» **Instructions to follow**: Go through the records and write each one out again exactly.

(Exercise data Opens)

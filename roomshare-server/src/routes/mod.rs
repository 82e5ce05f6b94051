//! HTTP routes for the marketplace

mod auth;
mod extract;
mod health;
mod requests;
mod roommates;
mod rooms;
mod session;

use std::sync::Arc;

use axum::routing::{get, post};
use axum::{Json, Router};
use serde::Serialize;
use tower_cookies::CookieManagerLayer;
use tower_http::trace::TraceLayer;

use crate::email::EmailSender;
use crate::state::AppState;
use crate::store::{MarketStore, SessionStore};

pub use session::SESSION_COOKIE;

/// Success envelope shared by every endpoint
#[derive(Serialize)]
pub struct ApiResponse<T> {
    pub success: bool,
    #[serde(skip_serializing_if = "Option::is_none")]
    pub message: Option<&'static str>,
    pub data: T,
}

pub(crate) fn ok<T: Serialize>(data: T) -> Json<ApiResponse<T>> {
    Json(ApiResponse {
        success: true,
        message: None,
        data,
    })
}

pub(crate) fn ok_with_message<T: Serialize>(message: &'static str, data: T) -> Json<ApiResponse<T>> {
    Json(ApiResponse {
        success: true,
        message: Some(message),
        data,
    })
}

/// Create the router with all routes
pub fn create_router<M, S, E>(state: Arc<AppState<M, S, E>>) -> Router
where
    M: MarketStore + 'static,
    S: SessionStore + 'static,
    E: EmailSender + 'static,
{
    Router::new()
        .route("/api/health", get(health::health))
        // Identity
        .route("/api/auth/signup", post(auth::signup))
        .route("/api/auth/verify", post(auth::verify))
        .route("/api/auth/login", post(auth::login))
        .route("/api/auth/logout", post(auth::logout))
        .route("/api/auth/me", get(auth::me))
        // Rooms
        .route("/api/rooms", get(rooms::search_rooms).post(rooms::create_room))
        .route("/api/rooms/mine", get(rooms::list_owned_rooms))
        .route(
            "/api/rooms/{id}",
            get(rooms::get_room)
                .put(rooms::update_room)
                .delete(rooms::delete_room),
        )
        // Rental requests
        .route("/api/rooms/{id}/request", post(requests::send_request))
        .route("/api/rooms/requests/sent", get(requests::list_sent))
        .route("/api/rooms/requests/received", get(requests::list_received))
        .route("/api/rooms/requests/{id}/accept", post(requests::accept))
        .route("/api/rooms/requests/{id}/reject", post(requests::reject))
        // Roommates
        .route("/api/roommates", get(roommates::search_roommates))
        .route(
            "/api/roommates/profile",
            get(roommates::get_profile).put(roommates::upsert_profile),
        )
        .route(
            "/api/roommates/profile/activate",
            post(roommates::activate_profile),
        )
        .route(
            "/api/roommates/profile/deactivate",
            post(roommates::deactivate_profile),
        )
        .layer(CookieManagerLayer::new())
        .layer(TraceLayer::new_for_http())
        .with_state(state)
}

(Exercise data Closes)

» **Answer below**:
filename roomshare-server/src/routes/mod.rs
repository 82e5ce05f6b94051
//! HTTP routes for the marketplace

mod auth;
mod extract;
mod health;
mod requests;
mod roommates;
mod rooms;
mod session;

use std::sync::Arc;

use axum::routing::{get, post};
use axum::{Json, Router};
use serde::Serialize;
use tower_cookies::CookieManagerLayer;
use tower_http::trace::TraceLayer;

use crate::email::EmailSender;
use crate::state::AppState;
use crate::store::{MarketStore, SessionStore};

pub use session::SESSION_COOKIE;

/// Success envelope shared by every endpoint
#[derive(Serialize)]
pub struct ApiResponse<T> {
    pub success: bool,
    #[serde(skip_serializing_if = "Option::is_none")]
    pub message: Option<&'static str>,
    pub data: T,
}

pub(crate) fn ok<T: Serialize>(data: T) -> Json<ApiResponse<T>> {
    Json(ApiResponse {
        success: true,
        message: None,
        data,
    })
}

pub(crate) fn ok_with_message<T: Serialize>(message: &'static str, data: T) -> Json<ApiResponse<T>> {
    Json(ApiResponse {
        success: true,
        message: Some(message),
        data,
    })
}

/// Create the router with all routes
pub fn create_router<M, S, E>(state: Arc<AppState<M, S, E>>) -> Router
where
    M: MarketStore + 'static,
    S: SessionStore + 'static,
    E: EmailSender + 'static,
{
    Router::new()
        .route("/api/health", get(health::health))
        // Identity
        .route("/api/auth/signup", post(auth::signup))
        .route("/api/auth/verify", post(auth::verify))
        .route("/api/auth/login", post(auth::login))
        .route("/api/auth/logout", post(auth::logout))
        .route("/api/auth/me", get(auth::me))
        // Rooms
        .route("/api/rooms", get(rooms::search_rooms).post(rooms::create_room))
        .route("/api/rooms/mine", get(rooms::list_owned_rooms))
        .route(
            "/api/rooms/{id}",
            get(rooms::get_room)
                .put(rooms::update_room)
                .delete(rooms::delete_room),
        )
        // Rental requests
        .route("/api/rooms/{id}/request", post(requests::send_request))
        .route("/api/rooms/requests/sent", get(requests::list_sent))
        .route("/api/rooms/requests/received", get(requests::list_received))
        .route("/api/rooms/requests/{id}/accept", post(requests::accept))
        .route("/api/rooms/requests/{id}/reject", post(requests::reject))
        // Roommates
        .route("/api/roommates", get(roommates::search_roommates))
        .route(
            "/api/roommates/profile",
            get(roommates::get_profile).put(roommates::upsert_profile),
        )
        .route(
            "/api/roommates/profile/activate",
            post(roommates::activate_profile),
        )
        .route(
            "/api/roommates/profile/deactivate",
            post(roommates::deactivate_profile),
        )
        .layer(CookieManagerLayer::new())
        .layer(TraceLayer::new_for_http())
        .with_state(state)
}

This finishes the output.